- Task details
Exactly reproduce each record listed below.

Stored items:
+ + + + +

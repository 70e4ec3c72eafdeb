use chrono::{DateTime, Utc};
use serde::{Deserialize, Serialize};
use std::fmt;
use std::str::FromStr;
use thiserror::Error;

use super::money::Money;

pub const DEFAULT_CURRENCY: &str = "CAD";

#[derive(Debug, Clone, Copy, PartialEq, Eq, Hash, Serialize, Deserialize)]
pub struct AccountId(pub i64);

impl fmt::Display for AccountId {
    fn fmt(&self, f: &mut fmt::Formatter<'_>) -> fmt::Result {
        write!(f, "{}", self.0)
    }
}

#[derive(Debug, Clone, Copy, PartialEq, Eq, Serialize, Deserialize)]
#[serde(rename_all = "snake_case")]
pub enum AccountType {
    Chequing,
    Savings,
    Cash,
    Loan,
    LineOfCredit,
    Other,
}

impl AccountType {
    pub fn as_str(self) -> &'static str {
        match self {
            AccountType::Chequing => "chequing",
            AccountType::Savings => "savings",
            AccountType::Cash => "cash",
            AccountType::Loan => "loan",
            AccountType::LineOfCredit => "line_of_credit",
            AccountType::Other => "other",
        }
    }

    pub fn is_asset(self) -> bool {
        matches!(
            self,
            AccountType::Chequing | AccountType::Savings | AccountType::Cash
        )
    }

    /// Balances of these accounts are amounts owed.
    pub fn is_liability(self) -> bool {
        matches!(self, AccountType::Loan | AccountType::LineOfCredit)
    }
}

impl fmt::Display for AccountType {
    fn fmt(&self, f: &mut fmt::Formatter<'_>) -> fmt::Result {
        f.write_str(self.as_str())
    }
}

impl FromStr for AccountType {
    type Err = LedgerError;

    fn from_str(s: &str) -> Result<Self, Self::Err> {
        match s.trim().to_lowercase().as_str() {
            "chequing" | "checking" => Ok(AccountType::Chequing),
            "savings" => Ok(AccountType::Savings),
            "cash" => Ok(AccountType::Cash),
            "loan" => Ok(AccountType::Loan),
            "line_of_credit" => Ok(AccountType::LineOfCredit),
            "other" => Ok(AccountType::Other),
            other => Err(LedgerError::UnknownKind {
                kind: "account type",
                value: other.to_string(),
            }),
        }
    }
}

#[derive(Debug, Clone, Serialize, Deserialize)]
pub struct Account {
    pub id: Option<AccountId>,
    pub name: String,
    pub account_type: AccountType,
    pub institution: Option<String>,
    pub balance: Money,
    pub currency: String,
    pub created_at: Option<DateTime<Utc>>,
}

impl Account {
    pub fn new(name: &str, account_type: AccountType, balance: Money) -> Self {
        Account {
            id: None,
            name: name.to_string(),
            account_type,
            institution: None,
            balance,
            currency: DEFAULT_CURRENCY.to_string(),
            created_at: None,
        }
    }

    pub fn validate(&self) -> Result<(), LedgerError> {
        require_name("account name", &self.name)?;
        if self.currency.trim().len() != 3 {
            return Err(LedgerError::InvalidCurrency(self.currency.clone()));
        }
        Ok(())
    }
}

#[derive(Debug, Clone, Error, PartialEq)]
pub enum LedgerError {
    #[error("Amount must be positive, got {0}")]
    NonPositiveAmount(Money),
    #[error("Amount must not be negative, got {0}")]
    NegativeAmount(Money),
    #[error("{0} must not be empty")]
    EmptyName(&'static str),
    #[error("{field} must be between 1 and 31, got {value}")]
    InvalidDay { field: &'static str, value: u8 },
    #[error("Invalid currency code: {0}")]
    InvalidCurrency(String),
    #[error("Unknown {kind}: '{value}'")]
    UnknownKind { kind: &'static str, value: String },
}

pub(crate) fn require_name(field: &'static str, value: &str) -> Result<(), LedgerError> {
    if value.trim().is_empty() {
        return Err(LedgerError::EmptyName(field));
    }
    Ok(())
}

pub(crate) fn require_non_negative(amount: Money) -> Result<(), LedgerError> {
    if amount.is_negative() {
        return Err(LedgerError::NegativeAmount(amount));
    }
    Ok(())
}

#[cfg(test)]
mod tests {
    use super::*;

    #[test]
    fn asset_and_liability_types_are_disjoint() {
        for t in [
            AccountType::Chequing,
            AccountType::Savings,
            AccountType::Cash,
            AccountType::Loan,
            AccountType::LineOfCredit,
            AccountType::Other,
        ] {
            assert!(!(t.is_asset() && t.is_liability()), "{t}");
        }
        assert!(!AccountType::Other.is_asset());
        assert!(!AccountType::Other.is_liability());
    }

    #[test]
    fn account_type_parses_aliases() {
        assert_eq!("Checking".parse::<AccountType>().unwrap(), AccountType::Chequing);
        assert_eq!(
            "line_of_credit".parse::<AccountType>().unwrap(),
            AccountType::LineOfCredit
        );
        assert!(matches!(
            "brokerage".parse::<AccountType>(),
            Err(LedgerError::UnknownKind { .. })
        ));
    }

    #[test]
    fn account_type_serializes_snake_case() {
        let json = serde_json::to_string(&AccountType::LineOfCredit).unwrap();
        assert_eq!(json, "\"line_of_credit\"");
    }

    #[test]
    fn validate_rejects_blank_name_and_bad_currency() {
        let mut account = Account::new("  ", AccountType::Chequing, Money::zero());
        assert_eq!(account.validate(), Err(LedgerError::EmptyName("account name")));

        account.name = "Everyday".to_string();
        account.currency = "DOLLARS".to_string();
        assert!(matches!(account.validate(), Err(LedgerError::InvalidCurrency(_))));

        account.currency = "CAD".to_string();
        assert!(account.validate().is_ok());
    }
}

+ + + + +

- Response to this exercise
repository 70e4ec3c72eafdeb
use chrono::{DateTime, Utc};
use serde::{Deserialize, Serialize};
use std::fmt;
use std::str::FromStr;
use thiserror::Error;

use super::money::Money;

pub const DEFAULT_CURRENCY: &str = "CAD";

#[derive(Debug, Clone, Copy, PartialEq, Eq, Hash, Serialize, Deserialize)]
pub struct AccountId(pub i64);

impl fmt::Display for AccountId {
    fn fmt(&self, f: &mut fmt::Formatter<'_>) -> fmt::Result {
        write!(f, "{}", self.0)
    }
}

#[derive(Debug, Clone, Copy, PartialEq, Eq, Serialize, Deserialize)]
#[serde(rename_all = "snake_case")]
pub enum AccountType {
    Chequing,
    Savings,
    Cash,
    Loan,
    LineOfCredit,
    Other,
}

impl AccountType {
    pub fn as_str(self) -> &'static str {
        match self {
            AccountType::Chequing => "chequing",
            AccountType::Savings => "savings",
            AccountType::Cash => "cash",
            AccountType::Loan => "loan",
            AccountType::LineOfCredit => "line_of_credit",
            AccountType::Other => "other",
        }
    }

    pub fn is_asset(self) -> bool {
        matches!(
            self,
            AccountType::Chequing | AccountType::Savings | AccountType::Cash
        )
    }

    /// Balances of these accounts are amounts owed.
    pub fn is_liability(self) -> bool {
        matches!(self, AccountType::Loan | AccountType::LineOfCredit)
    }
}

impl fmt::Display for AccountType {
    fn fmt(&self, f: &mut fmt::Formatter<'_>) -> fmt::Result {
        f.write_str(self.as_str())
    }
}

impl FromStr for AccountType {
    type Err = LedgerError;

    fn from_str(s: &str) -> Result<Self, Self::Err> {
        match s.trim().to_lowercase().as_str() {
            "chequing" | "checking" => Ok(AccountType::Chequing),
            "savings" => Ok(AccountType::Savings),
            "cash" => Ok(AccountType::Cash),
            "loan" => Ok(AccountType::Loan),
            "line_of_credit" => Ok(AccountType::LineOfCredit),
            "other" => Ok(AccountType::Other),
            other => Err(LedgerError::UnknownKind {
                kind: "account type",
                value: other.to_string(),
            }),
        }
    }
}

#[derive(Debug, Clone, Serialize, Deserialize)]
pub struct Account {
    pub id: Option<AccountId>,
    pub name: String,
    pub account_type: AccountType,
    pub institution: Option<String>,
    pub balance: Money,
    pub currency: String,
    pub created_at: Option<DateTime<Utc>>,
}

impl Account {
    pub fn new(name: &str, account_type: AccountType, balance: Money) -> Self {
        Account {
            id: None,
            name: name.to_string(),
            account_type,
            institution: None,
            balance,
            currency: DEFAULT_CURRENCY.to_string(),
            created_at: None,
        }
    }

    pub fn validate(&self) -> Result<(), LedgerError> {
        require_name("account name", &self.name)?;
        if self.currency.trim().len() != 3 {
            return Err(LedgerError::InvalidCurrency(self.currency.clone()));
        }
        Ok(())
    }
}

#[derive(Debug, Clone, Error, PartialEq)]
pub enum LedgerError {
    #[error("Amount must be positive, got {0}")]
    NonPositiveAmount(Money),
    #[error("Amount must not be negative, got {0}")]
    NegativeAmount(Money),
    #[error("{0} must not be empty")]
    EmptyName(&'static str),
    #[error("{field} must be between 1 and 31, got {value}")]
    InvalidDay { field: &'static str, value: u8 },
    #[error("Invalid currency code: {0}")]
    InvalidCurrency(String),
    #[error("Unknown {kind}: '{value}'")]
    UnknownKind { kind: &'static str, value: String },
}

pub(crate) fn require_name(field: &'static str, value: &str) -> Result<(), LedgerError> {
    if value.trim().is_empty() {
        return Err(LedgerError::EmptyName(field));
    }
    Ok(())
}

pub(crate) fn require_non_negative(amount: Money) -> Result<(), LedgerError> {
    if amount.is_negative() {
        return Err(LedgerError::NegativeAmount(amount));
    }
    Ok(())
}

#[cfg(test)]
mod tests {
    use super::*;

    #[test]
    fn asset_and_liability_types_are_disjoint() {
        for t in [
            AccountType::Chequing,
            AccountType::Savings,
            AccountType::Cash,
            AccountType::Loan,
            AccountType::LineOfCredit,
            AccountType::Other,
        ] {
            assert!(!(t.is_asset() && t.is_liability()), "{t}");
        }
        assert!(!AccountType::Other.is_asset());
        assert!(!AccountType::Other.is_liability());
    }

    #[test]
    fn account_type_parses_aliases() {
        assert_eq!("Checking".parse::<AccountType>().unwrap(), AccountType::Chequing);
        assert_eq!(
            "line_of_credit".parse::<AccountType>().unwrap(),
            AccountType::LineOfCredit
        );
        assert!(matches!(
            "brokerage".parse::<AccountType>(),
            Err(LedgerError::UnknownKind { .. })
        ));
    }

    #[test]
    fn account_type_serializes_snake_case() {
        let json = serde_json::to_string(&AccountType::LineOfCredit).unwrap();
        assert_eq!(json, "\"line_of_credit\"");
    }

    #[test]
    fn validate_rejects_blank_name_and_bad_currency() {
        let mut account = Account::new("  ", AccountType::Chequing, Money::zero());
        assert_eq!(account.validate(), Err(LedgerError::EmptyName("account name")));

        account.name = "Everyday".to_string();
        account.currency = "DOLLARS".to_string();
        assert!(matches!(account.validate(), Err(LedgerError::InvalidCurrency(_))));

        account.currency = "CAD".to_string();
        assert!(account.validate().is_ok());
    }
}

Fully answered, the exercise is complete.